Canadians surprised by Tim Hortons boycott, say they never go there anyway

With hundreds of citizens across the province refusing to visit Tim Hortons franchises across Ontario to boycott the company’s response to new the minimum wage hike, many people are left asking “Well, what’s so different?”

It appears the Canadian stereotype of Tim Hortons chugging, polar bear riding, igloo dwelling folk, is now only partially accurate in Ontario. It is an honoured tradition of Ontarians—nay, Canadians of all stripes—to walk past any and all Timmies on their morning commute in order to find the nearest Starbucks, independent coffee store, even a Second Cup if there happens to be one within easy walking distance.

“I haven’t been near a Tim Hortons since my last road trip to northern Quebec,” said Ottawa local Joel Lamoureux, who prefers frequenting Bridgehead Coffee. “Nothing about my day-to-day life is any different. Except I have to dodge even more people on Rideau Street now.”

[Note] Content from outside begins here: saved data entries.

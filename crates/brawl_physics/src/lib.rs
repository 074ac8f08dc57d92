//! Brawl Physics - Rapier 3D Integration
//!
//! The single owner of rigid-body simulation state for a brawl session.
//! Every other component gets a reference to the [`PhysicsWorld`] and goes
//! through its methods; nothing else keeps a copy of body transforms.
//!
//! # Features
//!
//! - Static, dynamic and kinematic bodies, switchable at runtime
//! - Body tags resolving a rapier body back to its owning actor or prop
//! - Contact-normal feedback for ground detection
//! - Fixed-timestep stepping with an accumulator
//! - Per-collider materials (friction, restitution, combine rules)
//!
//! # Architecture
//!
//! ```text
//! ┌─────────────────────────────────────────────────┐
//! │                 PhysicsWorld                     │
//! │  ┌─────────────┐  ┌─────────────┐  ┌─────────┐ │
//! │  │ RigidBodySet│  │ ColliderSet │  │  Tags   │ │
//! │  └─────────────┘  └─────────────┘  └─────────┘ │
//! │  ┌─────────────────────────────────────────────┐│
//! │  │           PhysicsPipeline                   ││
//! │  │  (integration, collision, solver)          ││
//! │  └─────────────────────────────────────────────┘│
//! └─────────────────────────────────────────────────┘
//! ```
//!
//! # Example
//!
//! ```ignore
//! use brawl_physics::prelude::*;
//!
//! let mut physics = PhysicsWorld::new(PhysicsConfig::default());
//!
//! let body = physics.create_body(
//!     RigidBodyDesc::dynamic().with_position(Vec3::new(0.0, 10.0, 0.0)),
//!     EntityRef::prop(id),
//! );
//! physics.create_collider(ColliderDesc::new(ColliderShape::sphere(0.5)), body)?;
//!
//! physics.step(1.0 / 60.0)?;
//! ```

pub mod body;
pub mod collider;
pub mod config;
pub mod error;
pub mod events;
pub mod layers;
pub mod material;
pub mod world;

pub mod prelude {
    //! Common imports for physics functionality
    pub use crate::body::{BodyMode, RigidBodyDesc, RigidBodyHandle, RotationLock};
    pub use crate::collider::{ColliderDesc, ColliderHandle, ColliderShape};
    pub use crate::config::PhysicsConfig;
    pub use crate::error::{PhysicsError, Result};
    pub use crate::events::{CollisionEvent, CollisionEventType, ContactNormal};
    pub use crate::layers::{CollisionGroups, CollisionLayer};
    pub use crate::material::{CombineRule, PhysicsMaterial};
    pub use crate::world::PhysicsWorld;
    pub use brawl_core::{EntityId, EntityKind, EntityRef};
    pub use glam::{Quat, Vec3};
}

pub use prelude::*;
//! The per-tick simulation loop
//!
//! [`Session`] is the single owner of the physics world, the actor and prop
//! arenas, the timer queue and the RNG. Everything else refers to entities
//! by id and looks them up each time, so a removed or respawned entity can
//! never be reached through a stale reference.
//!
//! One [`Session::tick`] runs, in order:
//!
//! 1. physics step
//! 2. contact feedback (grounded flags) and visual sync
//! 3. player command
//! 4. held props follow their holders
//! 5. NPC decisions
//! 6. melee intents resolved
//! 7. thrown props checked for hits
//! 8. due timers fired (attack and jump ends, respawns, throw windows)
//! 9. camera follow
//!
//! Everything written in steps 3 to 8 lands before the next physics step.

mod combat;
mod interaction;
mod movement;
mod npc;

use crate::actor::{actor_body, actor_colliders, yaw_of, yaw_rotation, Actor};
use crate::arena::build_arena;
use crate::camera::{CameraPose, CameraRig};
use crate::config::GameConfig;
use crate::error::{GameError, Result};
use crate::events::GameEvent;
use crate::input::InputState;
use crate::prop::{ObjectKind, Prop, PropState};
use crate::visual::{Role, SceneHost};
use brawl_ai::NpcBrain;
use brawl_combat::AttackIntent;
use brawl_core::{EntityArena, EntityId, EntityRef, TimerQueue};
use brawl_physics::{PhysicsWorld, RigidBodyDesc, RigidBodyHandle};
use glam::{Quat, Vec3};
use rand::SeedableRng;
use rand_chacha::ChaCha8Rng;

/// Delayed one-shot actions. The timer's owner says which entity it acts on.
#[derive(Debug, Clone, Copy, PartialEq, Eq)]
pub enum TimerAction {
    /// Attack animation over; back to locomotion
    EndAttack,
    /// Jump animation over
    EndJump,
    /// Defeated NPC comes back
    Respawn,
    /// A throw can no longer hit
    CloseThrowWindow,
}

/// One brawl in one room
pub struct Session {
    config: GameConfig,
    physics: PhysicsWorld,
    scene: Box<dyn SceneHost>,
    arena: Vec<RigidBodyHandle>,
    actors: EntityArena<Actor>,
    props: EntityArena<Prop>,
    player: Option<EntityId>,
    timers: TimerQueue<TimerAction>,
    /// Melee swings raised this tick, resolved in step 6
    intents: Vec<AttackIntent>,
    events: Vec<GameEvent>,
    input: InputState,
    camera: CameraRig,
    camera_pose: CameraPose,
    rng: ChaCha8Rng,
    /// Seconds since the session started
    time: f64,
    frame: u64,
    next_spawn_point: usize,
    npcs_spawned: u32,
    game_over: bool,
}

impl Session {
    /// Build the room, the player and the configured props
    pub fn new(config: GameConfig, scene: Box<dyn SceneHost>) -> Result<Self> {
        config.validate()?;

        let mut physics = PhysicsWorld::new(config.physics.clone());
        let arena = build_arena(&mut physics, &config.arena)?;

        let mut session = Self {
            physics,
            scene,
            arena,
            actors: EntityArena::new(),
            props: EntityArena::new(),
            player: None,
            timers: TimerQueue::new(),
            intents: Vec::new(),
            events: Vec::new(),
            input: InputState::new(config.keys.clone()),
            camera: CameraRig::new(config.camera),
            camera_pose: CameraPose::default(),
            rng: ChaCha8Rng::seed_from_u64(config.seed),
            time: 0.0,
            frame: 0,
            next_spawn_point: 0,
            npcs_spawned: 0,
            game_over: false,
            config,
        };

        let player = &session.config.player;
        let (name, spawn, yaw) = (player.name.clone(), player.spawn_point, player.spawn_yaw);
        let id = session.spawn_actor(Role::Player, name, spawn, yaw)?;
        session.player = Some(id);
        session.camera_pose = session.camera.pose(spawn, yaw);

        for placement in session.config.objects.placements.clone() {
            session.spawn_object(placement.kind, placement.position)?;
        }

        log::info!(
            "Session started: seed {}, {} props, {} arena bodies",
            session.config.seed,
            session.props.len(),
            session.arena.len()
        );
        Ok(session)
    }

    // ==================== Spawning ====================

    fn spawn_actor(
        &mut self,
        role: Role,
        name: String,
        position: Vec3,
        yaw: f32,
    ) -> Result<EntityId> {
        let Self {
            actors,
            physics,
            scene,
            ..
        } = self;

        let id = actors.try_insert_with(|id| -> Result<Actor> {
            let body = physics.create_body(actor_body(position, yaw), EntityRef::actor(id));
            for collider in actor_colliders() {
                physics.create_collider(collider, body)?;
            }
            let mut visual = scene.attach_actor(id, &name, role);
            visual.set_transform(position, yaw_rotation(yaw));
            Ok(Actor::new(id, name, role, body, visual, yaw))
        })?;
        Ok(id)
    }

    /// Spawn one NPC at the next spawn point, ignoring the population cap
    pub fn spawn_npc(&mut self) -> Result<EntityId> {
        let position = self.take_spawn_point().ok_or_else(|| {
            GameError::InvalidConfig("no NPC spawn points configured".to_string())
        })?;

        // Face the player if there is one
        let yaw = self
            .player_position()
            .map(|p| p - position)
            .filter(|d| d.x != 0.0 || d.z != 0.0)
            .map(yaw_of)
            .unwrap_or(0.0);

        self.npcs_spawned += 1;
        let name = format!("NPC {}", self.npcs_spawned);
        let id = self.spawn_actor(Role::Npc, name, position, yaw)?;

        let brain = NpcBrain::new(&self.config.npc, self.time, &mut self.rng);
        if let Some(actor) = self.actors.get_mut(id) {
            log::info!("{} spawned at {:?}, speed {:.2}", actor.name, position, brain.speed);
            actor.brain = Some(brain);
        }
        Ok(id)
    }

    /// Spawn NPCs until the population cap is reached
    pub fn spawn_npcs(&mut self) -> Result<Vec<EntityId>> {
        let mut spawned = Vec::new();
        while self.npc_count() < self.config.npc.population_cap {
            spawned.push(self.spawn_npc()?);
        }
        Ok(spawned)
    }

    /// Spawn a free prop
    pub fn spawn_object(&mut self, kind: ObjectKind, position: Vec3) -> Result<EntityId> {
        let ccd = self.config.physics.ccd_enabled;
        let Self {
            props,
            physics,
            scene,
            ..
        } = self;

        let id = props.try_insert_with(|id| -> Result<Prop> {
            let body = physics.create_body(
                RigidBodyDesc::dynamic().with_position(position).with_ccd(ccd),
                EntityRef::prop(id),
            );
            physics.create_collider(kind.collider(), body)?;
            let mut visual = scene.attach_prop(id, kind);
            visual.set_transform(position, Quat::IDENTITY);
            Ok(Prop {
                id,
                kind,
                body,
                visual,
                state: PropState::Free,
            })
        })?;
        log::debug!("Spawned {:?} {} at {:?}", kind, id, position);
        Ok(id)
    }

    /// Round-robin over the configured spawn points
    fn take_spawn_point(&mut self) -> Option<Vec3> {
        let points = &self.config.npc.spawn_points;
        if points.is_empty() {
            return None;
        }
        let point = points[self.next_spawn_point % points.len()];
        self.next_spawn_point += 1;
        Some(point)
    }

    // ==================== Tick ====================

    /// Advance the session by `dt` seconds
    pub fn tick(&mut self, dt: f32) -> Result<()> {
        self.physics.step(dt)?;
        self.time += dt as f64;
        self.frame += 1;

        self.sync_from_physics();
        self.apply_player_command();
        self.track_held_props();
        self.update_npcs();
        self.resolve_intents();
        self.check_thrown_props();
        self.fire_timers();
        self.update_camera();

        log::trace!(
            "Frame {} at {:.3}s: {} actors, {} props, {} timers",
            self.frame,
            self.time,
            self.actors.len(),
            self.props.len(),
            self.timers.len()
        );
        Ok(())
    }

    /// Read contact feedback and push body poses out to the visuals
    fn sync_from_physics(&mut self) {
        let threshold = self.config.player.grounded_normal_threshold;
        let Self {
            actors,
            props,
            physics,
            ..
        } = self;

        for (_, actor) in actors.iter_mut() {
            if actor.is_defeated() {
                continue;
            }
            let Ok(position) = physics.body_position(actor.body) else {
                continue;
            };
            actor.grounded = physics
                .contact_normals(actor.body)
                .iter()
                .any(|c| c.is_ground(threshold));
            actor.visual.set_transform(position, yaw_rotation(actor.yaw));
        }

        for (_, prop) in props.iter_mut() {
            if let (Ok(position), Ok(rotation)) = (
                physics.body_position(prop.body),
                physics.body_rotation(prop.body),
            ) {
                prop.visual.set_transform(position, rotation);
            }
        }
    }

    fn fire_timers(&mut self) {
        for fired in self.timers.pop_due(self.time) {
            let id = fired.owner.id;
            match fired.action {
                TimerAction::EndAttack => {
                    if let Some(actor) = self.actors.get_mut(id) {
                        actor.end_attack();
                    }
                }
                TimerAction::EndJump => {
                    if let Some(actor) = self.actors.get_mut(id) {
                        actor.end_jump();
                    }
                }
                TimerAction::Respawn => self.respawn(id),
                TimerAction::CloseThrowWindow => self.close_throw_window(id, fired.id),
            }
        }
    }

    fn update_camera(&mut self) {
        let Some(actor) = self.player.and_then(|id| self.actors.get(id)) else {
            return;
        };
        if let Ok(position) = self.physics.body_position(actor.body) {
            self.camera_pose = self.camera.pose(position, actor.yaw);
        }
    }

    // ==================== Removal ====================

    /// Remove an actor: its timers, pending swings, held prop, open throw
    /// windows, rigid body and visual all go with it
    pub fn remove_actor(&mut self, id: EntityId) -> bool {
        if !self.actors.contains(id) {
            return false;
        }

        self.release_held(id);
        self.timers.cancel_owner(EntityRef::actor(id));
        self.intents.retain(|intent| intent.attacker != id);
        for (_, prop) in self.props.iter_mut() {
            if let PropState::Thrown {
                thrower, window, ..
            } = prop.state
            {
                if thrower == id {
                    self.timers.cancel(window);
                    prop.state = PropState::Free;
                }
            }
        }

        let Some(mut actor) = self.actors.remove(id) else {
            return false;
        };
        self.physics.remove_body(actor.body);
        actor.visual.detach();
        if self.player == Some(id) {
            self.player = None;
        }
        log::info!("Removed {}", actor.name);
        true
    }

    /// Remove a prop, clearing its holder's reference
    pub fn remove_object(&mut self, id: EntityId) -> bool {
        let Some(mut prop) = self.props.remove(id) else {
            return false;
        };

        self.timers.cancel_owner(EntityRef::prop(id));
        if let Some(holder) = prop.holder().and_then(|h| self.actors.get_mut(h)) {
            if holder.held == Some(id) {
                holder.held = None;
            }
        }
        self.physics.remove_body(prop.body);
        prop.visual.detach();
        log::debug!("Removed {:?} {}", prop.kind, id);
        true
    }

    // ==================== Accessors ====================

    pub fn config(&self) -> &GameConfig {
        &self.config
    }

    pub fn physics(&self) -> &PhysicsWorld {
        &self.physics
    }

    /// Feed raw key and pointer events here
    pub fn input_mut(&mut self) -> &mut InputState {
        &mut self.input
    }

    pub fn actor(&self, id: EntityId) -> Option<&Actor> {
        self.actors.get(id)
    }

    pub fn object(&self, id: EntityId) -> Option<&Prop> {
        self.props.get(id)
    }

    pub fn player_id(&self) -> Option<EntityId> {
        self.player
    }

    pub fn player(&self) -> Option<&Actor> {
        self.player.and_then(|id| self.actors.get(id))
    }

    /// Ids of every NPC, defeated ones included
    pub fn npc_ids(&self) -> Vec<EntityId> {
        self.actors
            .iter()
            .filter(|(_, a)| !a.is_player())
            .map(|(id, _)| id)
            .collect()
    }

    pub fn npc_count(&self) -> usize {
        self.actors.iter().filter(|(_, a)| !a.is_player()).count()
    }

    pub fn object_ids(&self) -> Vec<EntityId> {
        self.props.ids()
    }

    pub fn actor_position(&self, id: EntityId) -> Option<Vec3> {
        let actor = self.actors.get(id)?;
        self.physics.body_position(actor.body).ok()
    }

    pub fn object_position(&self, id: EntityId) -> Option<Vec3> {
        let prop = self.props.get(id)?;
        self.physics.body_position(prop.body).ok()
    }

    pub fn object_velocity(&self, id: EntityId) -> Option<Vec3> {
        let prop = self.props.get(id)?;
        self.physics.linear_velocity(prop.body).ok()
    }

    fn player_position(&self) -> Option<Vec3> {
        self.player.and_then(|id| self.actor_position(id))
    }

    /// Move an actor and stop it, facing `yaw`
    pub fn place_actor(&mut self, id: EntityId, position: Vec3, yaw: f32) -> bool {
        let Some(actor) = self.actors.get_mut(id) else {
            return false;
        };
        actor.yaw = yaw;
        let body = actor.body;
        self.physics.teleport(body, position).is_ok()
            && self.physics.set_body_rotation(body, yaw_rotation(yaw)).is_ok()
    }

    /// Move a free prop and stop it
    pub fn place_object(&mut self, id: EntityId, position: Vec3) -> bool {
        match self.props.get(id) {
            Some(prop) if !prop.is_held() => self.physics.teleport(prop.body, position).is_ok(),
            _ => false,
        }
    }

    pub fn camera(&self) -> CameraPose {
        self.camera_pose
    }

    /// Seconds since the session started
    pub fn time(&self) -> f64 {
        self.time
    }

    pub fn frame(&self) -> u64 {
        self.frame
    }

    pub fn is_game_over(&self) -> bool {
        self.game_over
    }

    /// Timers still waiting to fire
    pub fn pending_timers(&self) -> usize {
        self.timers.len()
    }

    /// Take every event queued since the last drain
    pub fn drain_events(&mut self) -> Vec<GameEvent> {
        std::mem::take(&mut self.events)
    }
}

Of course, some people are saying this is a classic case of millennials—as per usual—only thinking of themselves, refusing to think of how their indifference to the boycott is affecting others in the community. The senior citizen crew is now running dangerously short on breakfast, lunch, dinner, and late-night meeting places.

“Do these millennials expect me to go to Starbucks? Lord love a duck, how do I even pronounce frap?” exclaimed one elderly woman, who chooses only to go by Gran. Her geriatric comrades nodded in support, or in their sleep (Tomato reporters had difficulty identifying the reason for the nodding). “I didn’t make it to 65 by trying new things and broadening my mind!” said Gran.

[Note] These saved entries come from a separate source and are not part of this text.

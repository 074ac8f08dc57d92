//! Physics events (collisions, contact feedback)

use crate::body::RigidBodyHandle;
use crate::collider::ColliderHandle;
use brawl_core::EntityRef;
use glam::Vec3;

/// Type of collision event
#[derive(Debug, Clone, Copy, PartialEq, Eq)]
pub enum CollisionEventType {
    /// Collision started
    Started,
    /// Collision ended
    Stopped,
}

/// A collision event between two colliders
#[derive(Debug, Clone)]
pub struct CollisionEvent {
    /// First collider
    pub collider1: ColliderHandle,
    /// Second collider
    pub collider2: ColliderHandle,
    /// Event type
    pub event_type: CollisionEventType,
    /// Whether either collider is a sensor
    pub is_sensor: bool,
    /// Owner of collider 1, if tagged and still alive
    pub tag1: Option<EntityRef>,
    /// Owner of collider 2, if tagged and still alive
    pub tag2: Option<EntityRef>,
}

impl CollisionEvent {
    /// Check if this is a start event
    pub fn is_started(&self) -> bool {
        self.event_type == CollisionEventType::Started
    }

    /// Does this event involve the given entity
    pub fn involves(&self, tag: EntityRef) -> bool {
        self.tag1 == Some(tag) || self.tag2 == Some(tag)
    }

    /// The other party of an event involving `tag`
    pub fn other(&self, tag: EntityRef) -> Option<EntityRef> {
        if self.tag1 == Some(tag) {
            self.tag2
        } else if self.tag2 == Some(tag) {
            self.tag1
        } else {
            None
        }
    }
}

/// One active contact touching a body
#[derive(Debug, Clone, Copy, PartialEq)]
pub struct ContactNormal {
    /// Unit normal pointing into the queried body, away from `other`
    pub normal: Vec3,
    /// The body on the other side of the contact
    pub other: RigidBodyHandle,
    /// Owner of the other body
    pub other_tag: Option<EntityRef>,
}

impl ContactNormal {
    /// True when the contact supports the body from below
    pub fn is_ground(&self, threshold: f32) -> bool {
        self.normal.y >= threshold
    }
}

#[cfg(test)]
mod tests {
    use super::*;
    use brawl_core::EntityId;
    use rapier3d::prelude as rapier;

    fn event(tag1: Option<EntityRef>, tag2: Option<EntityRef>) -> CollisionEvent {
        CollisionEvent {
            collider1: ColliderHandle(rapier::ColliderHandle::invalid()),
            collider2: ColliderHandle(rapier::ColliderHandle::invalid()),
            event_type: CollisionEventType::Started,
            is_sensor: false,
            tag1,
            tag2,
        }
    }

    #[test]
    fn test_other_party() {
        let actor = EntityRef::actor(EntityId::new(0, 0));
        let prop = EntityRef::prop(EntityId::new(0, 0));
        let e = event(Some(actor), Some(prop));

        assert!(e.involves(actor));
        assert_eq!(e.other(actor), Some(prop));
        assert_eq!(e.other(prop), Some(actor));
        assert_eq!(e.other(EntityRef::fixed(EntityId::new(3, 0))), None);
    }

    #[test]
    fn test_ground_threshold() {
        let contact = ContactNormal {
            normal: Vec3::new(0.0, 0.6, 0.8),
            other: RigidBodyHandle(rapier::RigidBodyHandle::invalid()),
            other_tag: None,
        };
        assert!(contact.is_ground(0.5));
        assert!(!contact.is_ground(0.7));
    }
}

This drastic change in meeting places isn’t just inconvenient, but may even be cause for alarm. “Drastic changes at that age are hard to deal with,” said Davidoff Champion, a professor of sociology at the University of Ottawa. “While the younger generation can adapt, a disruption to routine, especially such an integral routine, will be very hard for our elderly community.”

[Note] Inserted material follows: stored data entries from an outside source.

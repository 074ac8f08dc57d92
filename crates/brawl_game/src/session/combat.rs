//! Hit resolution, damage, defeat and respawn

use super::{absorb, Session, TimerAction};
use crate::actor::{yaw_rotation, Actor};
use crate::events::GameEvent;
use crate::prop::PropState;
use brawl_combat::{check_thrown, resolve_melee, AttackKind, Target};
use brawl_core::{EntityId, EntityRef, TimerId};
use brawl_physics::{BodyMode, RigidBodyHandle};

impl Session {
    /// Resolve every swing raised this tick. NPCs only ever hit the player
    /// and the player only ever hits NPCs.
    pub(super) fn resolve_intents(&mut self) {
        for intent in std::mem::take(&mut self.intents) {
            let Some(attacker) = self.actors.get(intent.attacker) else {
                continue;
            };
            if attacker.is_defeated() {
                continue;
            }
            let attacker_is_player = attacker.is_player();
            let targets = self.targets(|a| a.is_player() != attacker_is_player);

            for hit in resolve_melee(&intent, &targets, &self.config.combat) {
                self.apply_damage(intent.attacker, hit.target, intent.kind, hit.damage);
            }
        }
    }

    /// Check every prop with an open throw window against the NPCs
    pub(super) fn check_thrown_props(&mut self) {
        let in_flight: Vec<(EntityId, EntityId, f32, TimerId, RigidBodyHandle)> = self
            .props
            .iter()
            .filter_map(|(id, p)| match p.state {
                PropState::Thrown {
                    thrower,
                    damage,
                    window,
                } => Some((id, thrower, damage, window, p.body)),
                _ => None,
            })
            .collect();

        for (object, thrower, damage, window, body) in in_flight {
            let (Ok(position), Ok(velocity)) = (
                self.physics.body_position(body),
                self.physics.linear_velocity(body),
            ) else {
                continue;
            };
            let targets = self.targets(|a| !a.is_player() && a.id != thrower);
            let Some(target) = check_thrown(position, velocity, &targets, &self.config.combat)
            else {
                continue;
            };

            // One hit per throw
            self.timers.cancel(window);
            if let Some(prop) = self.props.get_mut(object) {
                prop.state = PropState::Free;
            }
            self.apply_damage(thrower, target, AttackKind::ThrownHit, damage);
        }
    }

    /// Snapshot of the actors passing `filter` as resolver targets
    fn targets(&self, filter: impl Fn(&Actor) -> bool) -> Vec<Target> {
        self.actors
            .iter()
            .filter(|(_, a)| filter(a))
            .filter_map(|(id, a)| {
                let position = self.physics.body_position(a.body).ok()?;
                Some(Target {
                    id,
                    position,
                    targetable: !a.is_defeated(),
                })
            })
            .collect()
    }

    /// Take health from `target` and credit `attacker` with what was dealt
    pub(super) fn apply_damage(
        &mut self,
        attacker: EntityId,
        target: EntityId,
        kind: AttackKind,
        amount: f32,
    ) {
        let Some(victim) = self.actors.get_mut(target) else {
            return;
        };
        let outcome = victim.vitals.apply_damage(amount);
        if outcome.dealt <= 0.0 {
            return;
        }
        let health = victim.vitals.health();
        log::debug!(
            "{} took {:.0} from a {:?}, {:.0} left",
            victim.name,
            outcome.dealt,
            kind,
            health
        );

        self.events.push(GameEvent::Hit {
            attacker,
            target,
            kind,
            damage: outcome.dealt,
        });
        self.events.push(GameEvent::HealthChanged {
            actor: target,
            health,
        });

        if let Some(credited) = self.actors.get_mut(attacker) {
            credited.vitals.add_score(outcome.dealt.round() as u32);
            self.events.push(GameEvent::ScoreChanged {
                actor: attacker,
                score: credited.vitals.score(),
            });
        }

        if outcome.defeated {
            self.defeat(target);
        }
    }

    /// Set an actor's health directly (clamped to `[0, 100]`). Reaching zero
    /// defeats the actor. Defeated actors are left alone until they respawn.
    pub fn set_health(&mut self, id: EntityId, health: f32) -> bool {
        let Some(actor) = self.actors.get_mut(id) else {
            return false;
        };
        if actor.is_defeated() {
            return false;
        }
        actor.vitals.set_health(health);
        let health = actor.vitals.health();
        let defeated = actor.vitals.is_defeated();
        self.events.push(GameEvent::HealthChanged { actor: id, health });
        if defeated {
            self.defeat(id);
        }
        true
    }

    pub fn set_score(&mut self, id: EntityId, score: u32) -> bool {
        let Some(actor) = self.actors.get_mut(id) else {
            return false;
        };
        actor.vitals.set_score(score);
        self.events.push(GameEvent::ScoreChanged { actor: id, score });
        true
    }

    /// Take an actor out: drop its prop, cancel its timers, hide it and make
    /// its body inert. NPCs come back after the respawn delay; the player
    /// ends the session.
    fn defeat(&mut self, id: EntityId) {
        if self.actors.get(id).map_or(true, |a| a.is_defeated()) {
            return;
        }
        self.release_held(id);
        self.timers.cancel_owner(EntityRef::actor(id));
        self.intents.retain(|intent| intent.attacker != id);

        let Some(actor) = self.actors.get_mut(id) else {
            return;
        };
        actor.defeat();
        let body = actor.body;
        let is_player = actor.is_player();
        let score = actor.vitals.score();
        let name = actor.name.clone();

        absorb(self.physics.set_body_mode(body, BodyMode::Kinematic), "defeat");
        absorb(self.physics.set_body_sensor(body, true), "defeat");
        self.events.push(GameEvent::ActorDefeated {
            actor: id,
            is_player,
        });

        if is_player {
            log::info!("{} was defeated", name);
            if !self.game_over {
                self.game_over = true;
                log::info!("Game over, final score {}", score);
                self.events.push(GameEvent::GameOver { score });
            }
        } else {
            let delay = self.config.npc.respawn_delay;
            self.timers.schedule(
                self.time + delay as f64,
                EntityRef::actor(id),
                TimerAction::Respawn,
            );
            log::info!("{} was defeated, back in {:.1}s", name, delay);
        }
    }

    /// Bring a defeated NPC back at full health at the next spawn point
    pub(super) fn respawn(&mut self, id: EntityId) {
        if !self.actors.get(id).is_some_and(|a| a.is_defeated()) {
            return;
        }
        let Some(position) = self.take_spawn_point() else {
            log::warn!("No spawn point for {}", id);
            return;
        };

        let now = self.time;
        let Some(actor) = self.actors.get_mut(id) else {
            return;
        };
        actor.revive();
        if let Some(brain) = actor.brain.as_mut() {
            brain.reset(&self.config.npc, now, &mut self.rng);
        }
        let body = actor.body;
        absorb(self.physics.set_body_mode(body, BodyMode::Dynamic), "respawn");
        absorb(self.physics.set_body_sensor(body, false), "respawn");
        absorb(self.physics.teleport(body, position), "respawn");
        actor
            .visual
            .set_transform(position, yaw_rotation(actor.yaw));

        log::info!("{} respawned at {:?}", actor.name, position);
        let health = actor.vitals.health();
        self.events.push(GameEvent::NpcRespawned { actor: id, position });
        self.events.push(GameEvent::HealthChanged { actor: id, health });
    }
}

#[cfg(test)]
mod tests {
    use crate::actor::ActionState;
    use crate::config::GameConfig;
    use crate::events::GameEvent;
    use crate::headless::HeadlessScene;
    use crate::session::Session;
    use glam::Vec3;

    const DT: f32 = 1.0 / 60.0;

    fn duel() -> Session {
        let mut config = GameConfig::default().without_objects();
        config.npc.population_cap = 1;
        config.npc.spawn_points = vec![Vec3::new(0.0, 1.0, -6.0)];
        config.npc.follow_range = 2.0;
        let mut s = Session::new(config, Box::new(HeadlessScene::new())).unwrap();
        s.spawn_npcs().unwrap();
        s
    }

    #[test]
    fn test_set_health_to_zero_defeats() {
        let mut s = duel();
        let npc = s.npc_ids()[0];
        assert!(s.set_health(npc, 0.0));
        assert_eq!(s.actor(npc).unwrap().state(), ActionState::Defeated);
        assert!(!s.set_health(npc, 50.0));
        assert_eq!(s.actor(npc).unwrap().health(), 0.0);

        let events = s.drain_events();
        assert!(events.contains(&GameEvent::ActorDefeated {
            actor: npc,
            is_player: false
        }));
        assert!(!s.is_game_over());
    }

    #[test]
    fn test_set_health_clamps() {
        let mut s = duel();
        let player = s.player_id().unwrap();
        s.set_health(player, 250.0);
        assert_eq!(s.actor(player).unwrap().health(), 100.0);
        s.set_health(player, -4.0);
        assert_eq!(s.actor(player).unwrap().health(), 0.0);
        assert!(s.is_game_over());
    }

    #[test]
    fn test_score_is_set_and_reported() {
        let mut s = duel();
        let player = s.player_id().unwrap();
        assert!(s.set_score(player, 42));
        assert_eq!(s.actor(player).unwrap().score(), 42);
        assert_eq!(
            s.drain_events(),
            vec![GameEvent::ScoreChanged {
                actor: player,
                score: 42
            }]
        );
    }

    #[test]
    fn test_kick_scores_damage() {
        let mut s = duel();
        let player = s.player_id().unwrap();
        let npc = s.npc_ids()[0];
        s.place_actor(npc, Vec3::new(0.0, 0.95, -1.2), 0.0);
        s.tick(DT).unwrap();

        assert!(s.kick(player));
        s.tick(DT).unwrap();
        assert_eq!(s.actor(npc).unwrap().health(), 80.0);
        assert_eq!(s.actor(player).unwrap().score(), 20);
    }
}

With the focus on urban areas like Toronto and Ottawa, rural Ontario has—as per usual—been left out the debate. However it seems that just this once, they’re on the same page as everyone else—that is, equally undisturbed about the boycott.

“Who is Tim Horton again?” asked Anna Savant, a Mount Albert local. “I’m not sure I’d buy coffee from somewhere named after a person I didn’t know.”

So while Canadians may be up in arms online around Tim Hortons’ response to the minimum wage hike, their response in person has been less than caffeinated.